#### Exercise directions:
Would you restate the entries below word for word, starting at the first line and ending with the one that has "use crate::pipeline::render::Renderer;"?

--- Given records Enclosed Below ---

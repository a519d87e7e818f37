//! Formatting entry points.
//!
//! ```text
//! load_input ──▶ repair_encoding ──▶ TranscriptFormatter ──▶ clean ──▶ render ──▶ serialize
//!   (.txt/.docx)                        (LLM, with retry)
//! ```
//!
//! [`build_document`] is the pure core (cleanup + scan + render) and never
//! touches the network. [`format_transcript`] adds the LLM call,
//! [`format_file`] adds input loading, and [`format_to_file`] adds an atomic
//! write of the serialized document.

use crate::config::FormatConfig;
use crate::error::TranscriptError;
use crate::export::OutputFormat;
use crate::output::{FormatOutput, FormatStats};
use crate::pipeline::cleanup::{clean_with, repair_encoding, CleanupOptions};
use crate::pipeline::input::load_input;
use crate::pipeline::llm::{format_with_retry, LlmFormatter, TranscriptFormatter};
use crate::pipeline::render::Renderer;
use crate::prompts::STYLE_PROMPT_VERSION;
use edgequake_llm::{LLMProvider, ProviderFactory};
use std::io::Write;
use std::path::Path;
use std::sync::Arc;
use std::time::Instant;
use tracing::{debug, info};

/// Title used when neither the markup nor the caller supplies one.
pub const DEFAULT_TITLE: &str = "Transcript";

const DEFAULT_ANTHROPIC_MODEL: &str = "claude-sonnet-4-5-20250929";
const DEFAULT_OPENAI_MODEL: &str = "gpt-4.1-mini";

/// Clean and render already-formatted markup. No I/O.
///
/// # Errors
/// [`TranscriptError::EmptyInput`] when nothing is left after cleanup.
pub fn build_document(
    markup: &str,
    fallback_title: &str,
    config: &FormatConfig,
) -> Result<FormatOutput, TranscriptError> {
    let start = Instant::now();
    let cleaned = clean_with(
        markup,
        CleanupOptions {
            stutter: config.stutter_cleanup,
        },
    );
    if cleaned.trim().is_empty() {
        return Err(TranscriptError::EmptyInput);
    }

    let rendered = Renderer::new(&config.style).render_markup(&cleaned, fallback_title);
    for warning in &rendered.warnings {
        debug!("{}", warning);
    }

    let stats = FormatStats {
        input_chars: markup.chars().count(),
        markup_chars: cleaned.chars().count(),
        content_blocks: rendered.document.content_blocks(),
        warnings: rendered.warnings.len(),
        render_duration_ms: start.elapsed().as_millis() as u64,
        prompt_version: prompt_version(config),
        ..FormatStats::default()
    };

    if let Some(ref cb) = config.progress_callback {
        cb.on_format_complete(rendered.document.blocks.len(), rendered.warnings.len());
    }

    Ok(FormatOutput {
        markup: cleaned,
        document: rendered.document,
        warnings: rendered.warnings,
        stats,
    })
}

/// Format a raw transcript: LLM call (unless `config.preformatted`), then
/// [`build_document`].
///
/// The provider is resolved from `config`; see [`resolve_provider`].
pub async fn format_transcript(
    raw: &str,
    fallback_title: &str,
    config: &FormatConfig,
) -> Result<FormatOutput, TranscriptError> {
    if config.preformatted {
        return format_transcript_with(None, raw, fallback_title, config).await;
    }
    let provider = resolve_provider(config)?;
    let formatter = LlmFormatter::new(provider, config);
    format_transcript_with(Some(&formatter as &dyn TranscriptFormatter), raw, fallback_title, config)
        .await
}

/// [`format_transcript`] with an explicit formatter. `None` treats the input
/// as markup already.
pub async fn format_transcript_with(
    formatter: Option<&dyn TranscriptFormatter>,
    raw: &str,
    fallback_title: &str,
    config: &FormatConfig,
) -> Result<FormatOutput, TranscriptError> {
    let total_start = Instant::now();
    let repaired = repair_encoding(raw);
    if repaired.trim().is_empty() {
        return Err(TranscriptError::EmptyInput);
    }
    let input_chars = repaired.chars().count();
    info!("Formatting transcript ({} chars)", input_chars);
    if let Some(ref cb) = config.progress_callback {
        cb.on_format_start(input_chars);
    }

    let (markup, attempts, input_tokens, output_tokens, llm_duration_ms) = match formatter {
        Some(formatter) => {
            let formatted = format_with_retry(formatter, &repaired, config).await?;
            (
                formatted.response.markup,
                formatted.attempts,
                formatted.response.input_tokens,
                formatted.response.output_tokens,
                formatted.duration_ms,
            )
        }
        None => (repaired, 0, 0, 0, 0),
    };
    if let Some(ref cb) = config.progress_callback {
        cb.on_formatted(markup.len());
    }

    let mut output = build_document(&markup, fallback_title, config)?;
    output.stats.input_chars = input_chars;
    output.stats.attempts = attempts;
    output.stats.input_tokens = input_tokens;
    output.stats.output_tokens = output_tokens;
    output.stats.llm_duration_ms = llm_duration_ms;
    output.stats.total_duration_ms = total_start.elapsed().as_millis() as u64;

    info!(
        "Formatting complete: {} blocks, {} warnings, {}ms",
        output.stats.content_blocks, output.stats.warnings, output.stats.total_duration_ms
    );
    Ok(output)
}

/// Load a `.txt`/`.md`/`.docx` transcript and format it.
///
/// The fallback title is `config.fallback_title`, else the file name.
pub async fn format_file(
    input: impl AsRef<Path>,
    config: &FormatConfig,
) -> Result<FormatOutput, TranscriptError> {
    let loaded = load_input(input).await?;
    let title = config
        .fallback_title
        .clone()
        .or_else(|| loaded.title_hint())
        .unwrap_or_else(|| DEFAULT_TITLE.to_string());
    format_transcript(&loaded.text, &title, config).await
}

/// Format a transcript file and write the serialized document to `output_path`.
///
/// The format is `format`, else guessed from the output extension, else DOCX.
/// Uses atomic write (temp file + rename) to prevent partial files.
pub async fn format_to_file(
    input: impl AsRef<Path>,
    output_path: impl AsRef<Path>,
    format: Option<OutputFormat>,
    config: &FormatConfig,
) -> Result<FormatOutput, TranscriptError> {
    let output = format_file(input, config).await?;
    let path = output_path.as_ref();
    let format = format
        .or_else(|| OutputFormat::from_path(path))
        .unwrap_or_default();
    write_document(&output, path, format)?;
    Ok(output)
}

/// Serialize `output.document` and write it atomically to `path`.
pub fn write_document(
    output: &FormatOutput,
    path: &Path,
    format: OutputFormat,
) -> Result<(), TranscriptError> {
    let bytes = format.serializer().serialize(&output.document)?;
    let write_err = |source: std::io::Error| TranscriptError::OutputWriteFailed {
        path: path.to_path_buf(),
        source,
    };

    let parent = match path.parent() {
        Some(p) if !p.as_os_str().is_empty() => p,
        _ => Path::new("."),
    };
    std::fs::create_dir_all(parent).map_err(write_err)?;

    let mut tmp = tempfile::NamedTempFile::new_in(parent).map_err(write_err)?;
    tmp.write_all(&bytes).map_err(write_err)?;
    tmp.persist(path).map_err(|e| write_err(e.error))?;

    info!("Wrote {} ({} bytes, {})", path.display(), bytes.len(), format);
    Ok(())
}

/// Synchronous wrapper around [`format_file`].
///
/// Creates a temporary tokio runtime internally.
pub fn format_sync(
    input: impl AsRef<Path>,
    config: &FormatConfig,
) -> Result<FormatOutput, TranscriptError> {
    tokio::runtime::Runtime::new()
        .map_err(|e| TranscriptError::Internal(format!("Failed to create tokio runtime: {}", e)))?
        .block_on(format_file(input, config))
}

// ── Internal helpers ─────────────────────────────────────────────────────

fn prompt_version(config: &FormatConfig) -> String {
    if config.system_prompt.is_some() {
        "custom".to_string()
    } else {
        STYLE_PROMPT_VERSION.to_string()
    }
}

fn default_model(provider_name: &str) -> &'static str {
    match provider_name {
        "anthropic" | "claude" => DEFAULT_ANTHROPIC_MODEL,
        _ => DEFAULT_OPENAI_MODEL,
    }
}

fn create_provider(provider_name: &str, model: &str) -> Result<Arc<dyn LLMProvider>, TranscriptError> {
    ProviderFactory::create_llm_provider(provider_name, model).map_err(|e| {
        TranscriptError::ProviderNotConfigured {
            provider: provider_name.to_string(),
            hint: format!("{e}"),
        }
    })
}

/// Resolve the LLM provider, from most-specific to least-specific:
///
/// 1. **Pre-built provider** (`config.provider`), used as-is.
/// 2. **Named provider** (`config.provider_name`) with `config.model` or that
///    provider's default model.
/// 3. **Environment pair** `EDGEQUAKE_LLM_PROVIDER` + `EDGEQUAKE_MODEL`.
/// 4. **Anthropic** when `ANTHROPIC_API_KEY` is set.
/// 5. **Full auto-detection** via `ProviderFactory::from_env`.
pub fn resolve_provider(config: &FormatConfig) -> Result<Arc<dyn LLMProvider>, TranscriptError> {
    if let Some(ref provider) = config.provider {
        return Ok(Arc::clone(provider));
    }

    if let Some(ref name) = config.provider_name {
        let model = config.model.as_deref().unwrap_or_else(|| default_model(name));
        return create_provider(name, model);
    }

    if let (Ok(prov), Ok(model)) = (
        std::env::var("EDGEQUAKE_LLM_PROVIDER"),
        std::env::var("EDGEQUAKE_MODEL"),
    ) {
        if !prov.is_empty() && !model.is_empty() {
            return create_provider(&prov, &model);
        }
    }

    if std::env::var("ANTHROPIC_API_KEY").is_ok_and(|k| !k.is_empty()) {
        let model = config.model.as_deref().unwrap_or(DEFAULT_ANTHROPIC_MODEL);
        return create_provider("anthropic", model);
    }

    let (llm_provider, _embedding) =
        ProviderFactory::from_env().map_err(|e| TranscriptError::ProviderNotConfigured {
            provider: "auto".to_string(),
            hint: format!(
                "No LLM provider could be auto-detected from environment.\n\
                Set ANTHROPIC_API_KEY, OPENAI_API_KEY, or configure a provider.\n\
                Error: {}",
                e
            ),
        })?;

    Ok(llm_provider)
}

#[cfg(test)]
mod tests {
    use super::*;
    use crate::error::MarkupWarning;
    use crate::pipeline::llm::FormatResponse;
    use futures::future::BoxFuture;

    struct FixedFormatter(&'static str);

    impl TranscriptFormatter for FixedFormatter {
        fn format<'a>(
            &'a self,
            _raw: &'a str,
            _style_prompt: &'a str,
        ) -> BoxFuture<'a, Result<FormatResponse, TranscriptError>> {
            Box::pin(async move {
                Ok(FormatResponse {
                    markup: self.0.to_string(),
                    input_tokens: 100,
                    output_tokens: 80,
                })
            })
        }
    }

    fn preformatted() -> FormatConfig {
        FormatConfig::builder().preformatted(true).build().unwrap()
    }

    #[test]
    fn build_document_rejects_empty() {
        let err = build_document(" ... \n\n \u{200B} \n", "T", &FormatConfig::default()).unwrap_err();
        assert!(matches!(err, TranscriptError::EmptyInput));
    }

    #[test]
    fn build_document_cleans_then_renders() {
        let out = build_document(
            "```markdown\n**Living in the Last Days**\n\nIâ€™m glad  you're here.\n```",
            "Fallback",
            &FormatConfig::default(),
        )
        .unwrap();
        assert_eq!(out.document.title.as_ref().unwrap().text(), "Living in the Last Days");
        assert_eq!(out.markup, "**Living in the Last Days**\n\nI'm glad you're here.");
        assert_eq!(out.stats.content_blocks, 1);
        assert_eq!(out.stats.prompt_version, STYLE_PROMPT_VERSION);
    }

    #[tokio::test]
    async fn formatter_output_is_rendered() {
        let formatter = FixedFormatter("**Title**\n\n**Announcer:** This has been *World Impact*.");
        let out = format_transcript_with(Some(&formatter as &dyn TranscriptFormatter), "raw words", "x", &FormatConfig::default())
            .await
            .unwrap();
        assert_eq!(out.stats.attempts, 1);
        assert_eq!(out.stats.input_tokens, 100);
        assert_eq!(out.stats.input_chars, "raw words".len());
        assert_eq!(out.document.content_blocks(), 1);
    }

    #[tokio::test]
    async fn preformatted_skips_llm() {
        let out = format_transcript("**T**\nstray * star", "x", &preformatted())
            .await
            .unwrap();
        assert_eq!(out.stats.attempts, 0);
        assert_eq!(out.warnings, vec![MarkupWarning::UnbalancedDelimiters { line: 2 }]);
    }

    #[tokio::test]
    async fn empty_transcript_is_rejected_before_llm() {
        let formatter = FixedFormatter("should not be used");
        let err = format_transcript_with(Some(&formatter as &dyn TranscriptFormatter), "  \n ", "x", &FormatConfig::default())
            .await
            .unwrap_err();
        assert!(matches!(err, TranscriptError::EmptyInput));
    }

    #[tokio::test]
    async fn format_to_file_writes_atomically() {
        let dir = tempfile::tempdir().unwrap();
        let input = dir.path().join("last_days.txt");
        std::fs::write(&input, "Welcome to the show.\n\n**Billy:** Thank you.").unwrap();

        let out_path = dir.path().join("nested").join("last_days.docx");
        let out = format_to_file(&input, &out_path, None, &preformatted())
            .await
            .unwrap();
        assert_eq!(out.document.title.as_ref().unwrap().text(), "last days");

        let bytes = std::fs::read(&out_path).unwrap();
        assert_eq!(&bytes[..2], b"PK");
        let leftovers = std::fs::read_dir(dir.path().join("nested")).unwrap().count();
        assert_eq!(leftovers, 1, "temp file left behind");
    }

    #[tokio::test]
    async fn format_follows_extension() {
        let dir = tempfile::tempdir().unwrap();
        let input = dir.path().join("talk.md");
        std::fs::write(&input, "**Talk**\nBody").unwrap();
        let out_path = dir.path().join("talk.json");
        format_to_file(&input, &out_path, None, &preformatted()).await.unwrap();
        let value: serde_json::Value =
            serde_json::from_slice(&std::fs::read(&out_path).unwrap()).unwrap();
        assert_eq!(value["title"]["run"]["text"], "Talk");
    }

    #[test]
    fn default_model_per_provider() {
        assert_eq!(default_model("anthropic"), DEFAULT_ANTHROPIC_MODEL);
        assert_eq!(default_model("openai"), DEFAULT_OPENAI_MODEL);
    }

    #[test]
    fn format_sync_reports_missing_file() {
        let err = format_sync("/definitely/not/here.txt", &preformatted()).unwrap_err();
        assert!(matches!(err, TranscriptError::FileNotFound { .. }));
    }
}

--- End of Enclosed Given records ---

#### Response:
repository a519d87e7e818f37
//! Formatting entry points.
//!
//! ```text
//! load_input ──▶ repair_encoding ──▶ TranscriptFormatter ──▶ clean ──▶ render ──▶ serialize
//!   (.txt/.docx)                        (LLM, with retry)
//! ```
//!
//! [`build_document`] is the pure core (cleanup + scan + render) and never
//! touches the network. [`format_transcript`] adds the LLM call,
//! [`format_file`] adds input loading, and [`format_to_file`] adds an atomic
//! write of the serialized document.

use crate::config::FormatConfig;
use crate::error::TranscriptError;
use crate::export::OutputFormat;
use crate::output::{FormatOutput, FormatStats};
use crate::pipeline::cleanup::{clean_with, repair_encoding, CleanupOptions};
use crate::pipeline::input::load_input;
use crate::pipeline::llm::{format_with_retry, LlmFormatter, TranscriptFormatter};
use crate::pipeline::render::Renderer;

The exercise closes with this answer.